Excellence in common

This issue is devoted to the first plants to be recognized in our PLANT ENGINEERING Top Plants program — Hewlett Packard Caribe BV and S&C Electric John R. Conrad Industrial Complex. These two plants are very different. HP makes electronic products on the micro level. S&C makes high-voltage electrical equipment on the macro level.
By Richard L. Dunn, Chief Editor December 10, 2004

This issue is devoted to the first plants to be recognized in our PLANT ENGINEERING Top Plants program — Hewlett Packard Caribe BV and S&C Electric John R. Conrad Industrial Complex.

These two plants are very different. HP makes electronic products on the micro level. S&C makes high-voltage electrical equipment on the macro level. Their organizations are different. One has to worry about hurricanes, the other must deal with snow removal. One is in a publicly traded company, the other is privately owned. One has added 1000 employees over the past few years, the other has added hardly any.

Our articles about these plants are different, too. One emphasizes the plant itself and the responsibilities and accomplishments of the plant engineering department. The other concentrates on the philosophy and organization that make plant engineering a full partner in the business.

But in the end, it’s the similarities, not the differences, that are really important.

As we began to evaluate the entries in our first-ever Top Plants Recognition Program, we wondered if there would be problems created by the differences in the plants that entered. Would we be faced with trying to compare apples and oranges? But we quickly discovered the task was not really that difficult.

Here are some of the broad factors that helped us identify this year’s Top Plants:

  • The goals of the plant engineering function are clearly an extension of the goals of the plant or the corporation. In a Top Plant, everyone is focused on how they can contribute to the plant’s success — from wall to wall, from floor to ceiling. This dedication is reflected in the results achieved.

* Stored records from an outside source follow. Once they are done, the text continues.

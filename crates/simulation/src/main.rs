use std::path::PathBuf;

use clap::Parser;
use tracing::info;

use mediagate_core::GuardConfig;
use mediagate_simulation::{BlocklistKind, LedgerKind, SimulationOptions, run_scenario};

/// Run the mediagate deferred-download scenario end to end.
#[derive(Parser, Debug)]
#[command(name = "mediagate-simulation", about = "End-to-end mediagate simulation")]
struct Cli {
    /// Path to a TOML guard configuration. Without one, a schedule
    /// compressed to seconds is used.
    #[arg(short, long, env = "MEDIAGATE_CONFIG")]
    config: Option<PathBuf>,

    /// Use a SQLite ledger at this URL instead of the in-memory one.
    #[arg(long)]
    sqlite: Option<String>,

    /// Use a DynamoDB blocklist at this endpoint (e.g. DynamoDB Local).
    /// Requires the `dynamodb` feature.
    #[arg(long)]
    dynamodb_endpoint: Option<String>,
}

#[tokio::main]
async fn main() -> Result<(), Box<dyn std::error::Error>> {
    tracing_subscriber::fmt()
        .with_env_filter(
            tracing_subscriber::EnvFilter::try_from_default_env()
                .unwrap_or_else(|_| tracing_subscriber::EnvFilter::new("info")),
        )
        .init();

    let cli = Cli::parse();

    let mut options = match &cli.config {
        Some(path) => SimulationOptions::with_config(GuardConfig::load(path)?),
        None => SimulationOptions::quick(),
    };
    if let Some(url) = cli.sqlite {
        options.ledger = LedgerKind::Sqlite(url);
    }
    if let Some(endpoint) = cli.dynamodb_endpoint {
        options.blocklist = dynamodb_blocklist(endpoint)?;
    }

    let report = run_scenario(options).await?;
    info!(
        decision = ?report.decision,
        released = report.released,
        similar = report.similar_sightings,
        pruned = report.pruned,
        "simulation finished"
    );
    info!(metrics = ?report.metrics, "final counters");

    if !report.released {
        return Err("deferred download was not released".into());
    }
    Ok(())
}

#[cfg(feature = "dynamodb")]
fn dynamodb_blocklist(endpoint: String) -> Result<BlocklistKind, Box<dyn std::error::Error>> {
    Ok(BlocklistKind::DynamoDb(
        mediagate_blocklist_dynamodb::DynamoConfig {
            endpoint_url: Some(endpoint),
            ..Default::default()
        },
    ))
}

#[cfg(not(feature = "dynamodb"))]
fn dynamodb_blocklist(_endpoint: String) -> Result<BlocklistKind, Box<dyn std::error::Error>> {
    Err("built without the `dynamodb` feature".into())
}
use chrono::{DateTime, Utc};
use serde::{Deserialize, Serialize};
use uuid::Uuid;

use crate::hash::ContentHash;
use crate::perceptual::Fingerprint;
use crate::types::{AttachmentId, ConversationId};

/// One observed piece of content.
///
/// A new record is written for every sighting, so the same `hash` may appear
/// many times. Block state belongs to the hash value: blocking a hash flags
/// every record that carries it.
#[derive(Debug, Clone, PartialEq, Eq, Serialize, Deserialize)]
pub struct HashRecord {
    /// Local identifier.
    pub id: Uuid,
    /// Perceptual fingerprint of the content.
    pub hash: Fingerprint,
    /// Conversation in which the content was seen.
    pub conversation_id: ConversationId,
    /// Attachment that carried the content, if known.
    #[serde(default)]
    pub attachment_id: Option<AttachmentId>,
    /// Display name of the file, if known.
    #[serde(default)]
    pub filename: Option<String>,
    /// When the content was seen.
    pub timestamp: DateTime<Utc>,
    /// Whether the hash is blocked.
    #[serde(default)]
    pub blocked: bool,
}

impl HashRecord {
    /// Create an unblocked record with a fresh id.
    #[must_use]
    pub fn new(
        hash: Fingerprint,
        conversation_id: ConversationId,
        attachment_id: Option<AttachmentId>,
        filename: Option<String>,
        timestamp: DateTime<Utc>,
    ) -> Self {
        Self {
            id: Uuid::new_v4(),
            hash,
            conversation_id,
            attachment_id,
            filename,
            timestamp,
            blocked: false,
        }
    }
}

/// An attachment whose download was deferred because its content hash was
/// on the shared blocklist.
///
/// There is at most one active record per attachment.
#[derive(Debug, Clone, PartialEq, Eq, Serialize, Deserialize)]
pub struct RetryQueueRecord {
    /// Local identifier, stable across refreshes.
    pub id: Uuid,
    /// The deferred attachment.
    pub attachment_id: AttachmentId,
    /// Exact content hash checked against the shared blocklist.
    pub content_hash: ContentHash,
    /// Earliest time of the next re-check.
    pub next_retry_at: DateTime<Utc>,
    /// Number of re-checks that found the hash still blocked.
    pub retry_attempt: u32,
}

impl RetryQueueRecord {
    /// Create a record at attempt zero.
    #[must_use]
    pub fn new(
        attachment_id: AttachmentId,
        content_hash: ContentHash,
        next_retry_at: DateTime<Utc>,
    ) -> Self {
        Self {
            id: Uuid::new_v4(),
            attachment_id,
            content_hash,
            next_retry_at,
            retry_attempt: 0,
        }
    }

    /// Whether the record is due at `now`.
    #[must_use]
    pub fn is_due(&self, now: DateTime<Utc>) -> bool {
        self.next_retry_at <= now
    }
}
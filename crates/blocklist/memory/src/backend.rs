use async_trait::async_trait;
use dashmap::DashMap;
use dashmap::mapref::entry::Entry;

use mediagate_blocklist::{BlocklistBackend, BlocklistEntry, BlocklistError, InsertOutcome};
use mediagate_core::ContentHash;

/// In-memory blocklist backed by [`DashMap`].
///
/// Insert-if-absent runs under the shard lock held by the entry API, so
/// concurrent writers for the same hash see exactly one `Inserted`.
#[derive(Debug, Default)]
pub struct MemoryBlocklistBackend {
    entries: DashMap<ContentHash, BlocklistEntry>,
}

impl MemoryBlocklistBackend {
    pub fn new() -> Self {
        Self::default()
    }

    /// Number of stored entries, expired ones included.
    pub fn len(&self) -> usize {
        self.entries.len()
    }

    pub fn is_empty(&self) -> bool {
        self.entries.is_empty()
    }
}

#[async_trait]
impl BlocklistBackend for MemoryBlocklistBackend {
    async fn put_if_absent(&self, entry: &BlocklistEntry) -> Result<InsertOutcome, BlocklistError> {
        match self.entries.entry(entry.hash.clone()) {
            Entry::Occupied(mut existing) => {
                if existing.get().is_expired(entry.inserted_at) {
                    existing.insert(entry.clone());
                    Ok(InsertOutcome::Inserted)
                } else {
                    Ok(InsertOutcome::AlreadyPresent)
                }
            }
            Entry::Vacant(slot) => {
                slot.insert(entry.clone());
                Ok(InsertOutcome::Inserted)
            }
        }
    }

    async fn get(&self, hash: &ContentHash) -> Result<Option<BlocklistEntry>, BlocklistError> {
        Ok(self.entries.get(hash).map(|e| e.value().clone()))
    }

    async fn delete(&self, hash: &ContentHash) -> Result<bool, BlocklistError> {
        Ok(self.entries.remove(hash).is_some())
    }
}
use thiserror::Error;

/// Errors from the perceptual hash engine.
#[derive(Debug, Error)]
pub enum PerceptualError {
    /// The input bytes could not be decoded as a supported image format.
    #[error("unsupported image format: {0}")]
    UnsupportedFormat(String),

    /// The requested grid is too small to produce a meaningful fingerprint.
    #[error("invalid grid size {0}: must be at least 2")]
    InvalidGrid(u32),
}

/// Errors from loading or validating a [`GuardConfig`](crate::GuardConfig).
#[derive(Debug, Error)]
pub enum ConfigError {
    #[error("failed to read config file: {0}")]
    Io(#[from] std::io::Error),

    #[error("failed to parse config: {0}")]
    Parse(#[from] toml::de::Error),

    #[error("invalid configuration: {0}")]
    Invalid(String),
}
use std::time::Duration;

use aws_sdk_dynamodb::Client;
use aws_sdk_dynamodb::error::{BuildError, SdkError};
use aws_sdk_dynamodb::types::{
    AttributeDefinition, KeySchemaElement, KeyType, ProvisionedThroughput, ScalarAttributeType,
    TableStatus, TimeToLiveSpecification,
};
use tracing::{debug, info};

use mediagate_blocklist::BlocklistError;

use crate::store::classify;

/// Partition key: hex SHA-256 of the file.
pub(crate) const ATTR_FILE_HASH: &str = "file_hash";
/// Insertion time in epoch milliseconds.
pub(crate) const ATTR_INSERTED_AT_MS: &str = "inserted_at_ms";
/// Expiry in epoch seconds; the table's TTL attribute.
pub(crate) const ATTR_EXPIRES_AT: &str = "expires_at";

const ACTIVE_POLLS: u32 = 20;
const ACTIVE_POLL_INTERVAL: Duration = Duration::from_millis(500);

fn invalid(e: BuildError) -> BlocklistError {
    BlocklistError::InvalidRequest(e.to_string())
}

/// Create the blocklist table and enable native TTL on `expires_at`.
///
/// The table is keyed by `file_hash` (String). Calling this against an
/// existing table, or one whose TTL is already enabled, is not an error.
///
/// This is intended for tests and local development. In production you would
/// typically provision the table via Infrastructure-as-Code tooling.
pub async fn create_table(client: &Client, table_name: &str) -> Result<(), BlocklistError> {
    let result = client
        .create_table()
        .table_name(table_name)
        .key_schema(
            KeySchemaElement::builder()
                .attribute_name(ATTR_FILE_HASH)
                .key_type(KeyType::Hash)
                .build()
                .map_err(invalid)?,
        )
        .attribute_definitions(
            AttributeDefinition::builder()
                .attribute_name(ATTR_FILE_HASH)
                .attribute_type(ScalarAttributeType::S)
                .build()
                .map_err(invalid)?,
        )
        .provisioned_throughput(
            ProvisionedThroughput::builder()
                .read_capacity_units(5)
                .write_capacity_units(5)
                .build()
                .map_err(invalid)?,
        )
        .send()
        .await;

    match result {
        Ok(_) => info!(table = table_name, "created blocklist table"),
        Err(SdkError::ServiceError(ctx)) if ctx.err().is_resource_in_use_exception() => {
            debug!(table = table_name, "blocklist table already exists");
        }
        Err(err) => return Err(classify(err)),
    }

    wait_until_active(client, table_name).await?;
    enable_ttl(client, table_name).await
}

async fn wait_until_active(client: &Client, table_name: &str) -> Result<(), BlocklistError> {
    for _ in 0..ACTIVE_POLLS {
        let output = client
            .describe_table()
            .table_name(table_name)
            .send()
            .await
            .map_err(classify)?;
        let status = output.table().and_then(|t| t.table_status());
        if matches!(status, Some(TableStatus::Active)) {
            return Ok(());
        }
        tokio::time::sleep(ACTIVE_POLL_INTERVAL).await;
    }
    Err(BlocklistError::Unavailable(format!(
        "table {table_name} did not become active"
    )))
}

async fn enable_ttl(client: &Client, table_name: &str) -> Result<(), BlocklistError> {
    let spec = TimeToLiveSpecification::builder()
        .attribute_name(ATTR_EXPIRES_AT)
        .enabled(true)
        .build()
        .map_err(invalid)?;

    let result = client
        .update_time_to_live()
        .table_name(table_name)
        .time_to_live_specification(spec)
        .send()
        .await;

    match result {
        Ok(_) => Ok(()),
        Err(err) => {
            // Re-enabling TTL is reported as a validation error.
            let already_enabled = matches!(
                &err,
                SdkError::ServiceError(ctx)
                    if ctx.err().meta().message().is_some_and(|m| m.contains("already enabled"))
            );
            if already_enabled {
                Ok(())
            } else {
                Err(classify(err))
            }
        }
    }
}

  • The traditional divides between production functions and support functions have been eliminated. There is overwhelming evidence of teamwork and cooperation.

  • The basic responsibilities of the plant engineering function are broad and seen as critical to plant success. They encompass energy management, facilities, maintenance, utilities, project management, capital improvement, and engineering and systems support to production to name a few.

  • Concern for employees, their safety, development, and success is evident. Training has a priority. Safety records are outstanding.

  • The plant engineering function is resourceful and creative. Top Plants can point to challenges met, hurdles overcome, and ideas implemented.

  • Progress has been consistent and is well documented.

    • The purpose of the PLANT ENGINEERING Top Plants Recognition Program is to identify leading examples of the essential role of good plant engineering in achieving a plant’s business proposition. We believe this year’s winners fulfill that, and we are proud to submit them for your review.